Exercise aim |
Return each entry below without any alteration.

────────

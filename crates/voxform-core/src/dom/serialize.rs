//! html5ever serialization of the arena.

use std::io;

use html5ever::serialize::{serialize, Serialize, SerializeOpts, Serializer, TraversalScope};
use html5ever::QualName;

use super::{Document, NodeData, NodeId};

struct SerializableNode<'a> {
    doc: &'a Document,
    id: NodeId,
}

enum Step {
    Open(NodeId),
    Close(QualName),
}

impl Serialize for SerializableNode<'_> {
    fn serialize<S>(&self, serializer: &mut S, traversal_scope: TraversalScope) -> io::Result<()>
    where
        S: Serializer,
    {
        let mut steps: Vec<Step> = match traversal_scope {
            TraversalScope::IncludeNode => vec![Step::Open(self.id)],
            TraversalScope::ChildrenOnly(_) => self
                .doc
                .children(self.id)
                .iter()
                .rev()
                .map(|child| Step::Open(*child))
                .collect(),
        };

        while let Some(step) = steps.pop() {
            let id = match step {
                Step::Close(name) => {
                    serializer.end_elem(name)?;
                    continue;
                }
                Step::Open(id) => id,
            };

            match &self.doc.node(id).data {
                NodeData::Element(element) => {
                    serializer.start_elem(
                        element.name.clone(),
                        element.attrs.iter().map(|attr| (&attr.name, attr.value.as_str())),
                    )?;
                    steps.push(Step::Close(element.name.clone()));
                }
                NodeData::Document => {}
                NodeData::Doctype { name } => {
                    serializer.write_doctype(name)?;
                    continue;
                }
                NodeData::Text(text) => {
                    serializer.write_text(text)?;
                    continue;
                }
                NodeData::Comment(text) => {
                    serializer.write_comment(text)?;
                    continue;
                }
                NodeData::ProcessingInstruction { target, data } => {
                    serializer.write_processing_instruction(target, data)?;
                    continue;
                }
            }

            steps.extend(self.doc.children(id).iter().rev().map(|child| Step::Open(*child)));
        }

        Ok(())
    }
}

impl Document {
    fn serialize_node(&self, id: NodeId, scope: TraversalScope) -> io::Result<String> {
        let mut buffer = Vec::new();
        let opts = SerializeOpts {
            traversal_scope: scope,
            ..Default::default()
        };
        serialize(&mut buffer, &SerializableNode { doc: self, id }, opts)?;
        Ok(String::from_utf8_lossy(&buffer).into_owned())
    }

    /// Serialize the whole document, doctype included.
    pub fn to_html(&self) -> io::Result<String> {
        self.serialize_node(self.root(), TraversalScope::ChildrenOnly(None))
    }

    /// Markup of the children of `id`.
    pub fn inner_html(&self, id: NodeId) -> io::Result<String> {
        self.serialize_node(id, TraversalScope::ChildrenOnly(None))
    }

    /// Markup of `id` and its children.
    pub fn outer_html(&self, id: NodeId) -> io::Result<String> {
        self.serialize_node(id, TraversalScope::IncludeNode)
    }
}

────────

Solution to the exercise |
filename crates/voxform-core/src/dom/serialize.rs
//! html5ever serialization of the arena.

use std::io;

use html5ever::serialize::{serialize, Serialize, SerializeOpts, Serializer, TraversalScope};
use html5ever::QualName;

use super::{Document, NodeData, NodeId};

struct SerializableNode<'a> {
    doc: &'a Document,
    id: NodeId,
}

enum Step {
    Open(NodeId),
    Close(QualName),
}

impl Serialize for SerializableNode<'_> {
    fn serialize<S>(&self, serializer: &mut S, traversal_scope: TraversalScope) -> io::Result<()>
    where
        S: Serializer,
    {
        let mut steps: Vec<Step> = match traversal_scope {
            TraversalScope::IncludeNode => vec![Step::Open(self.id)],
            TraversalScope::ChildrenOnly(_) => self
                .doc
                .children(self.id)
                .iter()
                .rev()
                .map(|child| Step::Open(*child))
                .collect(),
        };

        while let Some(step) = steps.pop() {
            let id = match step {
                Step::Close(name) => {
                    serializer.end_elem(name)?;
                    continue;
                }
                Step::Open(id) => id,
            };

            match &self.doc.node(id).data {
                NodeData::Element(element) => {
                    serializer.start_elem(
                        element.name.clone(),
                        element.attrs.iter().map(|attr| (&attr.name, attr.value.as_str())),
                    )?;
                    steps.push(Step::Close(element.name.clone()));
                }
                NodeData::Document => {}
                NodeData::Doctype { name } => {
                    serializer.write_doctype(name)?;
                    continue;
                }
                NodeData::Text(text) => {
                    serializer.write_text(text)?;
                    continue;
                }
                NodeData::Comment(text) => {
                    serializer.write_comment(text)?;
                    continue;
                }
                NodeData::ProcessingInstruction { target, data } => {
                    serializer.write_processing_instruction(target, data)?;
                    continue;
                }
            }

            steps.extend(self.doc.children(id).iter().rev().map(|child| Step::Open(*child)));
        }

        Ok(())
    }
}

impl Document {
    fn serialize_node(&self, id: NodeId, scope: TraversalScope) -> io::Result<String> {
        let mut buffer = Vec::new();
        let opts = SerializeOpts {
            traversal_scope: scope,
            ..Default::default()
        };
        serialize(&mut buffer, &SerializableNode { doc: self, id }, opts)?;
        Ok(String::from_utf8_lossy(&buffer).into_owned())
    }

    /// Serialize the whole document, doctype included.
    pub fn to_html(&self) -> io::Result<String> {
        self.serialize_node(self.root(), TraversalScope::ChildrenOnly(None))
    }

    /// Markup of the children of `id`.
    pub fn inner_html(&self, id: NodeId) -> io::Result<String> {
        self.serialize_node(id, TraversalScope::ChildrenOnly(None))
    }

    /// Markup of `id` and its children.
    pub fn outer_html(&self, id: NodeId) -> io::Result<String> {
        self.serialize_node(id, TraversalScope::IncludeNode)
    }
}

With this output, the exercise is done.